YOUR OBJECTIVE: You are to retype all of the data exactly as it appears.

DATA EXTRACT: Begin

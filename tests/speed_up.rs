#![allow(non_snake_case)]

use khanate_client::{
    GameError,
    test_helpers::{
        TestContext,
        count_outcomes,
        drain_events,
    },
    tracker::{
        BattleResolution,
        MovementId,
        TrackerEvent,
    },
};
use tokio::time::{
    self,
    Duration,
};

#[tokio::test(start_paused = true)]
async fn speed_up__retires_the_movement_and_resolves_immediately() {
    // given: one second into a ten second march
    let ctx = TestContext::new();
    ctx.contract().set_travel_time(10);
    let (mut tracker, mut events) = ctx.tracker();
    let movement = tracker.initiate(ctx.bob()).await.unwrap();
    ctx.contract().advance_time(1);
    time::advance(Duration::from_secs(1)).await;

    // when
    let resolution = tracker.speed_up(movement.id).await.unwrap();

    // then
    assert!(matches!(resolution, BattleResolution::Executed(_)));
    assert!(tracker.movement(movement.id).is_none());
    assert_eq!(ctx.contract().speed_up_calls(), 1);
    assert_eq!(ctx.contract().execute_calls(), 1);
    let events = drain_events(&mut events);
    assert!(events
        .iter()
        .any(|ev| matches!(ev, TrackerEvent::MovementRemoved { .. })));
    assert_eq!(count_outcomes(&events), 1);
}

#[tokio::test(start_paused = true)]
async fn speed_up__unknown_movement_fails_not_found_and_submits_nothing() {
    // given
    let ctx = TestContext::new();
    let (mut tracker, _events) = ctx.tracker();

    // when
    let result = tracker.speed_up(MovementId(42)).await;

    // then
    assert!(matches!(result, Err(GameError::NotFound)));
    assert_eq!(ctx.contract().speed_up_calls(), 0);
    assert_eq!(ctx.contract().execute_calls(), 0);
}

#[tokio::test(start_paused = true)]
async fn speed_up__stale_movement_over_a_settled_battle_fails_not_found() {
    // given: the defender resolved the battle while our countdown ran
    let ctx = TestContext::new();
    ctx.contract().set_travel_time(5);
    let (mut tracker, mut events) = ctx.tracker();
    let movement = tracker.initiate(ctx.bob()).await.unwrap();
    ctx.contract().advance_time(6);
    let (mut defender, _defender_events) = ctx.tracker_for(ctx.bob());
    defender.resolve(movement.battle_id).await.unwrap();
    drain_events(&mut events);

    // when
    let result = tracker.speed_up(movement.id).await;

    // then: no payment, and the dead countdown is dropped
    assert!(matches!(result, Err(GameError::NotFound)));
    assert_eq!(ctx.contract().speed_up_calls(), 0);
    assert!(tracker.movement(movement.id).is_none());
    assert!(drain_events(&mut events)
        .iter()
        .any(|ev| matches!(ev, TrackerEvent::MovementRemoved { .. })));
}

#[tokio::test(start_paused = true)]
async fn speed_up__later_sweeps_never_re_execute_the_battle() {
    // given: sped up one second into a ten second march
    let ctx = TestContext::new();
    ctx.contract().set_travel_time(10);
    let (mut tracker, _events) = ctx.tracker();
    let movement = tracker.initiate(ctx.bob()).await.unwrap();
    ctx.contract().advance_time(1);
    time::advance(Duration::from_secs(1)).await;
    tracker.speed_up(movement.id).await.unwrap();
    assert_eq!(ctx.contract().execute_calls(), 1);

    // when: the original deadline passes and both schedulers run again
    ctx.contract().advance_time(20);
    time::advance(Duration::from_secs(11)).await;
    let outcomes = tracker.tick().await;
    let listing = tracker.list_active().await.unwrap();

    // then
    assert!(outcomes.is_empty());
    assert!(listing.is_empty());
    assert_eq!(ctx.contract().execute_calls(), 1);
}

DATA EXTRACT: End

RESULT:
filename tests/speed_up.rs
#![allow(non_snake_case)]

use khanate_client::{
    GameError,
    test_helpers::{
        TestContext,
        count_outcomes,
        drain_events,
    },
    tracker::{
        BattleResolution,
        MovementId,
        TrackerEvent,
    },
};
use tokio::time::{
    self,
    Duration,
};

#[tokio::test(start_paused = true)]
async fn speed_up__retires_the_movement_and_resolves_immediately() {
    // given: one second into a ten second march
    let ctx = TestContext::new();
    ctx.contract().set_travel_time(10);
    let (mut tracker, mut events) = ctx.tracker();
    let movement = tracker.initiate(ctx.bob()).await.unwrap();
    ctx.contract().advance_time(1);
    time::advance(Duration::from_secs(1)).await;

    // when
    let resolution = tracker.speed_up(movement.id).await.unwrap();

    // then
    assert!(matches!(resolution, BattleResolution::Executed(_)));
    assert!(tracker.movement(movement.id).is_none());
    assert_eq!(ctx.contract().speed_up_calls(), 1);
    assert_eq!(ctx.contract().execute_calls(), 1);
    let events = drain_events(&mut events);
    assert!(events
        .iter()
        .any(|ev| matches!(ev, TrackerEvent::MovementRemoved { .. })));
    assert_eq!(count_outcomes(&events), 1);
}

#[tokio::test(start_paused = true)]
async fn speed_up__unknown_movement_fails_not_found_and_submits_nothing() {
    // given
    let ctx = TestContext::new();
    let (mut tracker, _events) = ctx.tracker();

    // when
    let result = tracker.speed_up(MovementId(42)).await;

    // then
    assert!(matches!(result, Err(GameError::NotFound)));
    assert_eq!(ctx.contract().speed_up_calls(), 0);
    assert_eq!(ctx.contract().execute_calls(), 0);
}

#[tokio::test(start_paused = true)]
async fn speed_up__stale_movement_over_a_settled_battle_fails_not_found() {
    // given: the defender resolved the battle while our countdown ran
    let ctx = TestContext::new();
    ctx.contract().set_travel_time(5);
    let (mut tracker, mut events) = ctx.tracker();
    let movement = tracker.initiate(ctx.bob()).await.unwrap();
    ctx.contract().advance_time(6);
    let (mut defender, _defender_events) = ctx.tracker_for(ctx.bob());
    defender.resolve(movement.battle_id).await.unwrap();
    drain_events(&mut events);

    // when
    let result = tracker.speed_up(movement.id).await;

    // then: no payment, and the dead countdown is dropped
    assert!(matches!(result, Err(GameError::NotFound)));
    assert_eq!(ctx.contract().speed_up_calls(), 0);
    assert!(tracker.movement(movement.id).is_none());
    assert!(drain_events(&mut events)
        .iter()
        .any(|ev| matches!(ev, TrackerEvent::MovementRemoved { .. })));
}

#[tokio::test(start_paused = true)]
async fn speed_up__later_sweeps_never_re_execute_the_battle() {
    // given: sped up one second into a ten second march
    let ctx = TestContext::new();
    ctx.contract().set_travel_time(10);
    let (mut tracker, _events) = ctx.tracker();
    let movement = tracker.initiate(ctx.bob()).await.unwrap();
    ctx.contract().advance_time(1);
    time::advance(Duration::from_secs(1)).await;
    tracker.speed_up(movement.id).await.unwrap();
    assert_eq!(ctx.contract().execute_calls(), 1);

    // when: the original deadline passes and both schedulers run again
    ctx.contract().advance_time(20);
    time::advance(Duration::from_secs(11)).await;
    let outcomes = tracker.tick().await;
    let listing = tracker.list_active().await.unwrap();

    // then
    assert!(outcomes.is_empty());
    assert!(listing.is_empty());
    assert_eq!(ctx.contract().execute_calls(), 1);
}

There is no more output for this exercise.